Scan the records for the string "Network"; copy each line where it occurs.

== Provided data ==

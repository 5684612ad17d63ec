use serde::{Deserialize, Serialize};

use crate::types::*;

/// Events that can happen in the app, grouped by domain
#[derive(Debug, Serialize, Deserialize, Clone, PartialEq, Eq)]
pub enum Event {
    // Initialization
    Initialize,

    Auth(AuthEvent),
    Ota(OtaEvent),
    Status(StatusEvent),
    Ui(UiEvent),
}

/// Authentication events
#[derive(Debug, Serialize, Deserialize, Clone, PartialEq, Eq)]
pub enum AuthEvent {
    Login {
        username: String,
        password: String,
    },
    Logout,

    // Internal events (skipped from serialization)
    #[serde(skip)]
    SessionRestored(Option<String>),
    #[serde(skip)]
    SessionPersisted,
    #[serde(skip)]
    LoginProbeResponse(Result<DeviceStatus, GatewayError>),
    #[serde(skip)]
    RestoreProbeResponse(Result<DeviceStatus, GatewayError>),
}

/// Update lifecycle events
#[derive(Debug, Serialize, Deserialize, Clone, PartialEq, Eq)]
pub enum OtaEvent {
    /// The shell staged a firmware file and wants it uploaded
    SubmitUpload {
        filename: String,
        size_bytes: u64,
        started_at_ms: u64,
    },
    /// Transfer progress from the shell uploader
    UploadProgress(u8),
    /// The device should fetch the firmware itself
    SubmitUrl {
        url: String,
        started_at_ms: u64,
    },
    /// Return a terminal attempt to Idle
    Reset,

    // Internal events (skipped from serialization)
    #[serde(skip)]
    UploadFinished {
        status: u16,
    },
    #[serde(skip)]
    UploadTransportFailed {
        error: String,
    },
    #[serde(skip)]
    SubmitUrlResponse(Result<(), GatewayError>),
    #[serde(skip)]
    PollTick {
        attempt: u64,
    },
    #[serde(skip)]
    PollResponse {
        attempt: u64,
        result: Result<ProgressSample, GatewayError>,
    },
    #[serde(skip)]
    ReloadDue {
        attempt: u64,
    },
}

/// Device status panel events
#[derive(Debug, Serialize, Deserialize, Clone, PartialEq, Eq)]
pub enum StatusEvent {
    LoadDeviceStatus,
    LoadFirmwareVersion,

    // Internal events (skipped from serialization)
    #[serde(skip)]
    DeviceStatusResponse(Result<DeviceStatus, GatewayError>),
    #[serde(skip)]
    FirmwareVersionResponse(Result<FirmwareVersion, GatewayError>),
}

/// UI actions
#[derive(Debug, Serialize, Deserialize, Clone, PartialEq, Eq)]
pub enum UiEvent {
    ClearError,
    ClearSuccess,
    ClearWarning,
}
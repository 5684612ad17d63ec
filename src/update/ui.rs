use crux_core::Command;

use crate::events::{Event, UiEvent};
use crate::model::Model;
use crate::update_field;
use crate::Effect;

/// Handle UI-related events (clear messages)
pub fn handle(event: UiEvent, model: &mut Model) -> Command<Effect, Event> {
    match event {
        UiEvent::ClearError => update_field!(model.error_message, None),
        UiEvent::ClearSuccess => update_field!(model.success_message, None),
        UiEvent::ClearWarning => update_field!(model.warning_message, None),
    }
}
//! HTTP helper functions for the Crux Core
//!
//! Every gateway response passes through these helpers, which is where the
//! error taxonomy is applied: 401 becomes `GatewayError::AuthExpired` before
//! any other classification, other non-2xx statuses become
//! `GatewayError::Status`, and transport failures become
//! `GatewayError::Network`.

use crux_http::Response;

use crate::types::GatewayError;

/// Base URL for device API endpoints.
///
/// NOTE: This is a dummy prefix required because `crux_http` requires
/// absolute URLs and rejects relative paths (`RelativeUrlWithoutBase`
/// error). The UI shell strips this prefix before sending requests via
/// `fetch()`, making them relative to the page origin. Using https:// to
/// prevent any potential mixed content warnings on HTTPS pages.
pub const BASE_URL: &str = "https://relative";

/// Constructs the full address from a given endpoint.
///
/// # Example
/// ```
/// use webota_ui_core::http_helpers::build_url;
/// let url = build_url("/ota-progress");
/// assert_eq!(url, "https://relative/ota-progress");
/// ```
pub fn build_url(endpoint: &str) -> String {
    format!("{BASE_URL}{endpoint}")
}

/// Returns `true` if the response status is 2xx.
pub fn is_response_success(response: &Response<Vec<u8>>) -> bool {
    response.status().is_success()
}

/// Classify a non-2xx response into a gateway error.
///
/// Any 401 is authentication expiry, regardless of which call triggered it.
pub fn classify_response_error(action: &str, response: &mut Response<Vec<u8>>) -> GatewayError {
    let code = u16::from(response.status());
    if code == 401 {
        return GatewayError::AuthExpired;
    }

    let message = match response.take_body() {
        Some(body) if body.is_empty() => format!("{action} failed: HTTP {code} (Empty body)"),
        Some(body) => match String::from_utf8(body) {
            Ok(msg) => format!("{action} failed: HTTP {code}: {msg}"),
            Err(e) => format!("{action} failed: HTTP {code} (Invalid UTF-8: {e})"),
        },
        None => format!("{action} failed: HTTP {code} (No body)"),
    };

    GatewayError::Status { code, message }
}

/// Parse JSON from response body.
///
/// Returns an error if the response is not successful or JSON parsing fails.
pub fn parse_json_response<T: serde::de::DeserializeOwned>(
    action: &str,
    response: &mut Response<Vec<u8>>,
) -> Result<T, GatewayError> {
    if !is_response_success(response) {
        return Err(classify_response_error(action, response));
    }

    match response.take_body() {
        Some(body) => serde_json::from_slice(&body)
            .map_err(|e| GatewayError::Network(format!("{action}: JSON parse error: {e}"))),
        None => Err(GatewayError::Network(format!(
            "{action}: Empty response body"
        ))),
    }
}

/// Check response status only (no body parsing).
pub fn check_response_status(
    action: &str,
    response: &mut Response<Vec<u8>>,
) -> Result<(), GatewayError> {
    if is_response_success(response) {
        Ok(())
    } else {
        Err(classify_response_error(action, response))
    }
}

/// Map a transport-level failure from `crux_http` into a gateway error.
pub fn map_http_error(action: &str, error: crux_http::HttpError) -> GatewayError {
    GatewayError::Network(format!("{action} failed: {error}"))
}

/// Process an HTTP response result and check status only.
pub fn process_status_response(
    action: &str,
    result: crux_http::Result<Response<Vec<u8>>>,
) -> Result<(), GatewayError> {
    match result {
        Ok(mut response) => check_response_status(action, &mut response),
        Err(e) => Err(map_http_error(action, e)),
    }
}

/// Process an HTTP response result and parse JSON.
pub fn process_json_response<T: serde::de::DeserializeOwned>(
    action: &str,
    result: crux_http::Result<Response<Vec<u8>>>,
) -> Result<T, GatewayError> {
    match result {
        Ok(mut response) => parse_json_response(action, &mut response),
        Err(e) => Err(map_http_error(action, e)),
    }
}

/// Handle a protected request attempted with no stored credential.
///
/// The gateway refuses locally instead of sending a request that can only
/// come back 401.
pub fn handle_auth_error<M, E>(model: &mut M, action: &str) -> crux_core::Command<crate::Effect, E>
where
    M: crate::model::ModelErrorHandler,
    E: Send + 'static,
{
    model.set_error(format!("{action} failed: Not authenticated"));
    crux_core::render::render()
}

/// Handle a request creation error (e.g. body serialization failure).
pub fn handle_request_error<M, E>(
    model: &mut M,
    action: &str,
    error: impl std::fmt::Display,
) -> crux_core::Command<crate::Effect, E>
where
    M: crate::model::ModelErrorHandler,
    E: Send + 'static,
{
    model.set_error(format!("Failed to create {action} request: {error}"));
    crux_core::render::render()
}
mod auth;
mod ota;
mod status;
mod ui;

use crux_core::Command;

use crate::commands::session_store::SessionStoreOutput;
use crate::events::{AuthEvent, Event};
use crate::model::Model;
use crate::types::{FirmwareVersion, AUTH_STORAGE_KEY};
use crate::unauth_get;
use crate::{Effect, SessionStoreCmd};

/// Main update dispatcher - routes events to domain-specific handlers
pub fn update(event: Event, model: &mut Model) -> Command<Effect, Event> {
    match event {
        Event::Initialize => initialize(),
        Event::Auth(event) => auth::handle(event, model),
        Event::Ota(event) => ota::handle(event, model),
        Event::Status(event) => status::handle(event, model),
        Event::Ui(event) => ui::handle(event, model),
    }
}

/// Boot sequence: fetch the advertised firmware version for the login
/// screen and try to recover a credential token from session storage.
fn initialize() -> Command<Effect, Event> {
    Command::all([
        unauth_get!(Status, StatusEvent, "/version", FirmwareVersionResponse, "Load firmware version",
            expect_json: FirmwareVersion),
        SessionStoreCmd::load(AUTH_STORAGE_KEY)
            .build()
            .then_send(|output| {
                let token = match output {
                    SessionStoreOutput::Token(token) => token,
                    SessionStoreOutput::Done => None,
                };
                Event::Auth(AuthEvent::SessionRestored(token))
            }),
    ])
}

===

▸ **Output below**:
//! `GatewayError::Network`.
            .map_err(|e| GatewayError::Network(format!("{action}: JSON parse error: {e}"))),
        None => Err(GatewayError::Network(format!(
    GatewayError::Network(format!("{action} failed: {error}"))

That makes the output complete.